NEW YORK (Reuters Health) – Even after highly gonadotoxic cancer treatment, long-term ovarian function and fertility can be restored by repeated heterotopic ovarian tissue autotransplantation, researchers in Korea and the US report in the June issue of Fertility and Sterility.
In cryopreserved ovarian tissue, ischemia after orthotopic grafting causes a substantial loss of follicles, shortening the life span of the tissue, so repeated transplantation may be required, Dr. S. Samuel Kim at the University of Kansas, Kansas City, and his co-investigators note.
Heterotopic transplantation may offer a viable alternative, the authors note, but until now, no viable pregnancies after such a procedure have been reported.
Their current report is a prospective clinical case series of four patients following completion of cancer treatment. The team collected a whole ovary each patient, and after sectioning (up to 10 x 10 x 2 mm in size) and processing, stored the cortical tissue samples in liquid nitrogen.
For transplantation, 8 to 10 thawed sections were threaded onto suture material. Through a 1-2 cm skin incision in the abdomen, the tissue was placed into a space created between the rectus sheath and the rectus muscle.
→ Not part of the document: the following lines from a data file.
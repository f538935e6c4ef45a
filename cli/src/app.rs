use std::io::Write;
use std::path::{Path, PathBuf};
use std::sync::Arc;
use std::time::Duration;

use qcheck_core::config::{self, AppConfig};
use qcheck_core::{Report, Scheduler, SchedulerOpts};
use qcheck_plugins::{build_tasks, write_reports, ProgressObserver, RENDERER_NAMES};
use tracing::{info, warn};

use crate::commands::cli::RunArgs;
use crate::error::CliError;

/// Fold command line options into the loaded configuration and re-validate it.
pub fn apply_overrides(cfg: &mut AppConfig, run: &RunArgs) -> Result<(), CliError> {
    if let Some(threads) = run.threads {
        cfg.run.threads = threads;
    }
    if run.fast_finish {
        cfg.run.fast_finish = true;
    }
    if !run.reports.is_empty() {
        cfg.run.reports = run.reports.clone();
    }
    if let Some(dir) = &run.output_dir {
        cfg.run.output_dir = dir.to_string_lossy().to_string();
    }
    if let Some(severity) = run.minimum_severity {
        cfg.run.minimum_severity = severity;
    }
    select_tasks(cfg, &run.tasks)?;
    config::validate(cfg)?;
    Ok(())
}

/// Keep only the named tasks enabled. An empty selection keeps the configuration as is.
pub fn select_tasks(cfg: &mut AppConfig, names: &[String]) -> Result<(), CliError> {
    if names.is_empty() {
        return Ok(());
    }
    if let Some(unknown) = names
        .iter()
        .find(|name| !cfg.tasks.iter().any(|t| &t.name == *name))
    {
        return Err(CliError::UnknownTask(unknown.clone()));
    }
    for task in &mut cfg.tasks {
        task.enabled = names.contains(&task.name);
    }
    Ok(())
}

/// Whether the progress display would be readable: an interactive stderr and no CI
/// annotation stream sharing the terminal.
pub fn progress_wanted(cfg: &AppConfig, run: &RunArgs) -> bool {
    !run.no_progress
        && atty::is(atty::Stream::Stderr)
        && !cfg.run.reports.iter().any(|r| r == "github")
}

/// Run every enabled task, render the configured reports and map the verdict to an exit code.
pub async fn run_checks(
    cfg: &AppConfig,
    progress: bool,
    stdout: &mut dyn Write,
) -> Result<i32, CliError> {
    let tasks = build_tasks(cfg)?;
    let total = tasks.len();
    info!(tasks = total, budget = cfg.run.threads, "starting run");

    let opts = SchedulerOpts {
        budget: cfg.run.threads,
        fast_finish: cfg.run.fast_finish,
        idle_wait: Duration::from_millis(cfg.run.idle_wait_ms),
    };
    let mut scheduler = Scheduler::new(tasks, opts)?
        .with_observer(Arc::new(ProgressObserver::new(total, progress)));

    let mut report = Report::new();
    let outcome = scheduler.run(&mut report).await;
    drop(scheduler);

    // The report is completed even when the run ends in an error; render what was collected.
    let written = write_reports(
        &report,
        &cfg.run.reports,
        cfg.run.minimum_severity,
        Path::new(&cfg.run.output_dir),
        stdout,
    )?;
    for path in &written {
        info!(path = %path.display(), "report file written");
    }

    let success = outcome?;
    if !success {
        warn!(run_id = report.run_id(), "run failed");
    }
    Ok(if success { 0 } else { 1 })
}

/// Where the log file goes: `logging.directory` when set, else `<run.output_dir>/logs`.
pub fn log_directory(cfg: &AppConfig) -> PathBuf {
    match cfg
        .logging
        .directory
        .as_deref()
        .map(str::trim)
        .filter(|s| !s.is_empty())
    {
        Some(dir) => PathBuf::from(dir),
        None => Path::new(&cfg.run.output_dir).join("logs"),
    }
}

pub fn list_tasks(cfg: &AppConfig, out: &mut dyn Write) -> std::io::Result<()> {
    for task in &cfg.tasks {
        let mode = if task.parallel {
            format!("cost {}", task.cost)
        } else {
            "exclusive".to_string()
        };
        let state = if task.enabled { "" } else { " (disabled)" };
        writeln!(
            out,
            "{}: {} {} [{}]{}",
            task.name,
            task.command,
            task.args.join(" "),
            mode,
            state
        )?;
    }
    Ok(())
}

pub fn list_formats(out: &mut dyn Write) -> std::io::Result<()> {
    for name in RENDERER_NAMES {
        writeln!(out, "{name}")?;
    }
    Ok(())
}

#[cfg(test)]
mod tests {
    use super::*;
    use pretty_assertions::assert_eq;
    use qcheck_core::config::TaskConfig;
    use qcheck_core::Severity;

    fn two_tasks() -> AppConfig {
        let mut cfg = AppConfig::default();
        cfg.run.threads = 2;
        cfg.tasks.push(TaskConfig::new("phpcs", "phpcs"));
        let mut composer = TaskConfig::new("composer", "composer");
        composer.args = vec!["validate".to_string()];
        composer.parallel = false;
        cfg.tasks.push(composer);
        cfg
    }

    #[test]
    fn test_apply_overrides() {
        let mut cfg = two_tasks();
        let run = RunArgs {
            threads: Some(4),
            fast_finish: true,
            reports: vec!["checkstyle".to_string()],
            minimum_severity: Some(Severity::Major),
            tasks: vec!["composer".to_string()],
            ..RunArgs::default()
        };
        apply_overrides(&mut cfg, &run).unwrap();

        assert_eq!(cfg.run.threads, 4);
        assert!(cfg.run.fast_finish);
        assert_eq!(cfg.run.reports, vec!["checkstyle"]);
        assert_eq!(cfg.run.minimum_severity, Severity::Major);
        assert!(!cfg.tasks[0].enabled);
        assert!(cfg.tasks[1].enabled);
    }

    #[test]
    fn test_overrides_are_validated() {
        let mut cfg = two_tasks();
        let run = RunArgs {
            threads: Some(0),
            ..RunArgs::default()
        };
        assert!(matches!(
            apply_overrides(&mut cfg, &run),
            Err(CliError::Config(_))
        ));
    }

    #[test]
    fn test_unknown_task_selection() {
        let mut cfg = two_tasks();
        let err = select_tasks(&mut cfg, &["psalm".to_string()]).unwrap_err();
        assert!(matches!(err, CliError::UnknownTask(name) if name == "psalm"));
    }

    #[test]
    fn test_log_directory_defaults_under_output_dir() {
        let mut cfg = AppConfig::default();
        cfg.run.output_dir = "build/qa".to_string();
        assert_eq!(log_directory(&cfg), Path::new("build/qa").join("logs"));

        cfg.logging.directory = Some("  ".to_string());
        assert_eq!(log_directory(&cfg), Path::new("build/qa").join("logs"));

        cfg.logging.directory = Some("/var/log/qcheck".to_string());
        assert_eq!(log_directory(&cfg), PathBuf::from("/var/log/qcheck"));
    }

    #[test]
    fn test_list_tasks() {
        let mut cfg = two_tasks();
        cfg.tasks[0].enabled = false;
        let mut out = Vec::new();
        list_tasks(&cfg, &mut out).unwrap();

        assert_eq!(
            String::from_utf8(out).unwrap(),
            "phpcs: phpcs  [cost 1] (disabled)\ncomposer: composer validate [exclusive]\n"
        );
    }

    #[cfg(unix)]
    #[tokio::test]
    async fn test_run_checks_exit_codes() {
        let dir = tempfile::tempdir().unwrap();
        let mut cfg = AppConfig::default();
        cfg.run.threads = 2;
        cfg.run.workdir = dir.path().to_string_lossy().to_string();
        cfg.run.output_dir = dir.path().join("out").to_string_lossy().to_string();
        cfg.run.reports = vec!["console".to_string(), "json".to_string()];
        let mut ok = TaskConfig::new("ok", "sh");
        ok.args = vec!["-c".to_string(), "echo 'a.php:1: warning: w'".to_string()];
        cfg.tasks.push(ok);

        let mut out = Vec::new();
        assert_eq!(run_checks(&cfg, false, &mut out).await.unwrap(), 0);
        assert!(dir.path().join("out/report.json").is_file());
        assert!(String::from_utf8(out).unwrap().contains("PASSED"));

        let mut bad = TaskConfig::new("bad", "sh");
        bad.args = vec!["-c".to_string(), "exit 1".to_string()];
        cfg.tasks.push(bad);
        let mut out = Vec::new();
        assert_eq!(run_checks(&cfg, false, &mut out).await.unwrap(), 1);
    }
}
After the first such transplantation, hormone levels and follicular development indicated that ovarian function returned between 12 and 20 weeks after transplantation, but lasted only 3 to 5 months.
However, a second attempt in three patients who remained in cancer remission was associated with faster return of function (between 2 and 4 months), lasting for 15 to 36 months. At times, patient symptoms along with progesterone elevation indicated spontaneous ovulation.